It normalizes these patterns into **Concept Paths**:
- Python: `verify=False``code://python/tls/cert_verification = false`
- Go: `InsecureSkipVerify: true``code://go/tls/cert_verification = false`
- Rust: `danger_accept_invalid_certs(true)``code://rust/tls/cert_verification = false`
### 2. The Knowledge Graph (StemeDB)
Aphoria maintains a local graph of **Authoritative Assertions**. These are structured facts derived from technical documents:
- `rfc://5246/tls/cert_verification` = `true` (Source: IETF, Tier: Regulatory)
- `owasp://secrets/api_key` = `secure_storage` (Source: OWASP, Tier: Clinical)
- `vendor://redis/timeout` = `5000` (Source: Redis Docs, Tier: Observational)
### 3. Conflict Resolution
When a Code Claim ("verify=false") matches an Authoritative Assertion ("verify=true"), Aphoria calculates a **Conflict Score**.
The score depends on the **Source Class**:
- **Tier 0 (Regulatory):** RFCs, Laws. Infinite authority. Conflict = BLOCK.
- **Tier 1 (Clinical):** OWASP, NIST. High authority. Conflict = BLOCK.
- **Tier 2 (Observational):** Vendor docs. Recommendations. Conflict = FLAG.
- **Tier 3 (Expert):** Your internal policies. Can override lower tiers.
---
## Key Features
### 1. Federated Policy (Trust Packs)
Organizations often have internal rules that override or extend public standards. (e.g., "We allow MD5 for file hashing, just not for passwords").
Aphoria allows you to export these decisions as **Trust Packs** (`.pack` files).
- **Format:** Binary, zero-copy (rkyv), cryptographically signed (Ed25519).

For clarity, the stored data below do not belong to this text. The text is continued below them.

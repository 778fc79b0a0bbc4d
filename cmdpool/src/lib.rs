mod actors;
pub mod cancel;
pub mod config;
pub mod errors;
mod events;
pub mod handoff;
pub mod job;
mod pipeline;
pub mod resolve;
pub mod types;

pub use actors::dispatcher::{dispatch, DispatchStatus, JobStream};
pub use actors::worker::run_worker;
pub use cancel::CancelSignal;
pub use config::{PoolConfig, StdioPolicy};
pub use errors::{DispatchError, LaunchError, LoadError};
pub use events::{Outcome, WorkerExit};
pub use job::{load_jobs, parse_jobs, JobDescriptor};
pub use pipeline::{run_pipeline, run_pipeline_with_cancel};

- **Workflow:** A Security Engineer runs `aphoria ack` to acknowledge specific exceptions in a "Golden Repo." They export this as a Trust Pack.
- **Enforcement:** Other teams add `policies = ["https://internal/security.pack"]` to their config. Aphoria downloads the pack and uses those signed assertions to resolve conflicts.

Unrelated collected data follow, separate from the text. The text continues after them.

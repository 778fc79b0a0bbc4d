use crate::job::JobDescriptor;
use tokio::sync::oneshot;

#[derive(Debug)]
pub enum DispatcherMessage {
    /// A worker is idle and ready to take exactly one job.
    NextJob {
        response: oneshot::Sender<JobDescriptor>,
    },
}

### 2. Domain-Specific Audits
Aphoria is not limited to web security. It includes specialized corpora for different domains:
- **Unreal Engine:** Detects synchronous loading on the game thread (performance), hardcoded asset paths (architecture), and exposed console commands (security).

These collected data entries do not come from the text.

use std::any::Any;
use std::collections::HashMap;
use std::future::Future;
use std::sync::{Arc, Mutex, MutexGuard, PoisonError};

use tokio_util::sync::CancellationToken;

use dashboard_http_error::ApiError;

use crate::{Query, QueryKey, QueryOptions};

pub(crate) type AnyData = Arc<dyn Any + Send + Sync>;

#[derive(Clone, Copy, Debug, PartialEq, Eq)]
pub enum QueryStatus {
    /// Never fetched.
    Idle,
    Loading,
    Success,
    Error,
}

/// Snapshot of one cache entry.
#[derive(Debug)]
pub struct QueryState<T> {
    pub status: QueryStatus,
    /// The last successfully fetched data, kept across errors and refetches.
    pub data: Option<Arc<T>>,
    pub error: Option<ApiError>,
    /// Invalidated since the data was fetched.
    pub stale: bool,
}

impl<T> QueryState<T> {
    pub fn idle() -> Self {
        Self {
            status: QueryStatus::Idle,
            data: None,
            error: None,
            stale: false,
        }
    }

    pub fn is_loading(&self) -> bool {
        self.status == QueryStatus::Loading
    }

    pub fn is_success(&self) -> bool {
        self.status == QueryStatus::Success
    }

    pub fn is_error(&self) -> bool {
        self.status == QueryStatus::Error
    }
}

impl<T> Clone for QueryState<T> {
    fn clone(&self) -> Self {
        Self {
            status: self.status,
            data: self.data.clone(),
            error: self.error.clone(),
            stale: self.stale,
        }
    }
}

impl<T> Default for QueryState<T> {
    fn default() -> Self {
        Self::idle()
    }
}

struct Entry {
    status: QueryStatus,
    data: Option<AnyData>,
    error: Option<ApiError>,
    stale: bool,
    subscribers: usize,
    generation: u64,
    cancel: Option<CancellationToken>,
}

impl Entry {
    fn new(subscribers: usize) -> Self {
        Self {
            status: QueryStatus::Idle,
            data: None,
            error: None,
            stale: false,
            subscribers,
            generation: 0,
            cancel: None,
        }
    }

    /// Drop the in-flight fetch, its response will not be applied anymore.
    fn abort_fetch(&mut self) {
        if let Some(token) = self.cancel.take() {
            token.cancel();
        }
        self.generation += 1;

        if self.status == QueryStatus::Loading {
            self.status = if self.error.is_some() {
                QueryStatus::Error
            } else if self.data.is_some() {
                QueryStatus::Success
            } else {
                QueryStatus::Idle
            };
        }
    }
}

/// The process wide query cache.
///
/// Create one at application start and hand clones to whatever needs it, all clones share the
/// same entries. Entries live as long as at least one [`Query`] subscribes to their key.
#[derive(Clone, Default)]
pub struct QueryClient {
    entries: Arc<Mutex<HashMap<QueryKey, Entry>>>,
}

impl QueryClient {
    pub fn new() -> Self {
        Self::default()
    }

    fn lock(&self) -> MutexGuard<'_, HashMap<QueryKey, Entry>> {
        self.entries.lock().unwrap_or_else(PoisonError::into_inner)
    }

    /// Subscribe to `key`, fetching through `fetcher`.
    ///
    /// Nothing is fetched until [`Query::fetch`] or [`Query::ensure`] is called.
    pub fn query<T, F, Fut>(&self, key: QueryKey, fetcher: F, options: QueryOptions) -> Query<T>
    where
        T: Send + Sync + 'static,
        F: Fn() -> Fut + 'static,
        Fut: Future<Output = Result<T, ApiError>> + 'static,
    {
        self.subscribe(&key);
        Query::new(self.clone(), key, fetcher, options)
    }

    /// Mark an entry as stale, the next [`Query::ensure`] refetches it.
    ///
    /// A fetch in flight is cancelled, it may have been answered before the change which caused
    /// the invalidation. Returns `false` if nothing is cached for `key`.
    pub fn invalidate(&self, key: &QueryKey) -> bool {
        let mut entries = self.lock();
        match entries.get_mut(key) {
            Some(entry) => {
                tracing::debug!("invalidate query {key}");
                entry.stale = true;
                entry.abort_fetch();
                true
            }
            None => false,
        }
    }

    /// Invalidate all entries whose key starts with `prefix`, returns how many were marked.
    pub fn invalidate_prefix(&self, prefix: &QueryKey) -> usize {
        let mut entries = self.lock();
        let mut count = 0;
        for (key, entry) in entries.iter_mut() {
            if prefix.is_prefix_of(key) {
                entry.stale = true;
                entry.abort_fetch();
                count += 1;
            }
        }
        tracing::debug!("invalidate queries below {prefix}: {count} entries");
        count
    }

    /// The current state of `key`, `None` if nothing is cached.
    ///
    /// Cached data of another type than `T` is reported as missing.
    pub fn state<T>(&self, key: &QueryKey) -> Option<QueryState<T>>
    where
        T: Send + Sync + 'static,
    {
        let entries = self.lock();
        let entry = entries.get(key)?;

        let data = match entry.data.clone().map(|data| data.downcast::<T>()) {
            Some(Ok(data)) => Some(data),
            Some(Err(_)) => {
                tracing::warn!("query {key} holds data of another type");
                None
            }
            None => None,
        };

        Some(QueryState {
            status: entry.status,
            data,
            error: entry.error.clone(),
            stale: entry.stale,
        })
    }

    /// Put an entry into the error state, e.g. after a failure detected outside of its fetcher.
    ///
    /// Cancels a fetch in flight and keeps the previous data.
    pub fn set_error(&self, key: &QueryKey, error: ApiError) -> bool {
        let mut entries = self.lock();
        match entries.get_mut(key) {
            Some(entry) => {
                entry.abort_fetch();
                entry.error = Some(error);
                entry.status = QueryStatus::Error;
                true
            }
            None => false,
        }
    }

    /// Drop all cached data and cancel all fetches. Subscriptions stay intact.
    pub fn clear(&self) {
        let mut entries = self.lock();
        for entry in entries.values_mut() {
            if let Some(token) = entry.cancel.take() {
                token.cancel();
            }
        }
        entries.retain(|_, entry| entry.subscribers > 0);
        for entry in entries.values_mut() {
            // keep the generation moving so responses of cancelled fetches stay ignored
            let generation = entry.generation + 1;
            *entry = Entry::new(entry.subscribers);
            entry.generation = generation;
        }
        tracing::debug!("query cache cleared");
    }

    pub fn subscriber_count(&self, key: &QueryKey) -> usize {
        self.lock()
            .get(key)
            .map(|entry| entry.subscribers)
            .unwrap_or(0)
    }

    pub fn is_cached(&self, key: &QueryKey) -> bool {
        self.lock().contains_key(key)
    }

    pub(crate) fn subscribe(&self, key: &QueryKey) {
        self.lock()
            .entry(key.clone())
            .or_insert_with(|| Entry::new(0))
            .subscribers += 1;
    }

    /// Drop one subscription, the last one removes the entry and cancels its fetch.
    pub(crate) fn unsubscribe(&self, key: &QueryKey) {
        let mut entries = self.lock();
        let Some(entry) = entries.get_mut(key) else {
            return;
        };

        entry.subscribers = entry.subscribers.saturating_sub(1);
        if entry.subscribers == 0 {
            if let Some(token) = entry.cancel.take() {
                token.cancel();
            }
            entries.remove(key);
            tracing::trace!("dropped query {key}");
        }
    }

    /// Start a new fetch for `key`, superseding any fetch still in flight.
    pub(crate) fn begin_fetch(&self, key: &QueryKey) -> (u64, CancellationToken) {
        let mut entries = self.lock();
        let entry = entries
            .entry(key.clone())
            .or_insert_with(|| Entry::new(0));

        if let Some(previous) = entry.cancel.take() {
            previous.cancel();
        }
        entry.generation += 1;
        entry.status = QueryStatus::Loading;

        let token = CancellationToken::new();
        entry.cancel = Some(token.clone());
        (entry.generation, token)
    }

    /// Apply the outcome of a fetch, unless a newer fetch, an invalidation or a cancellation
    /// happened in between. Returns whether it was applied.
    pub(crate) fn complete_fetch(
        &self,
        key: &QueryKey,
        generation: u64,
        result: Result<AnyData, ApiError>,
    ) -> bool {
        let mut entries = self.lock();
        let Some(entry) = entries.get_mut(key) else {
            return false;
        };
        if entry.generation != generation {
            tracing::debug!("discarding outdated response for query {key}");
            return false;
        }

        entry.cancel = None;
        entry.stale = false;
        match result {
            Ok(data) => {
                entry.data = Some(data);
                entry.error = None;
                entry.status = QueryStatus::Success;
            }
            Err(err) => {
                entry.error = Some(err);
                entry.status = QueryStatus::Error;
            }
        }
        true
    }

    /// Cancel the fetch in flight for `key`, the entry falls back to its previous status.
    pub(crate) fn cancel(&self, key: &QueryKey) {
        if let Some(entry) = self.lock().get_mut(key) {
            if entry.cancel.is_some() {
                tracing::debug!("cancel fetch of query {key}");
            }
            entry.abort_fetch();
        }
    }

    /// Abort the fetch of `generation` if it is still the current one for `key`.
    ///
    /// Used when a fetch future is dropped before it completed. Returns whether it was aborted.
    pub(crate) fn abort_if_current(&self, key: &QueryKey, generation: u64) -> bool {
        match self.lock().get_mut(key) {
            Some(entry) if entry.generation == generation => {
                tracing::debug!("fetch of query {key} abandoned");
                entry.abort_fetch();
                true
            }
            _ => false,
        }
    }
}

- **Cloud Infrastructure:** Detects AWS S3 public access blocks and loose IAM policies.
### 3. CI/CD Integration
Aphoria is designed to run in pipelines:
- **Fast:** Scans typical projects in < 0.2 seconds.
- **Structural:** Returns structured JSON/SARIF for dashboard integration.
- **Blocking:** `--exit-code` ensures builds fail if Regulatory/Clinical conflicts exist.
---
## Performance & Precision
We benchmarked Aphoria against **VulnBank**, an intentionally vulnerable polyglot codebase.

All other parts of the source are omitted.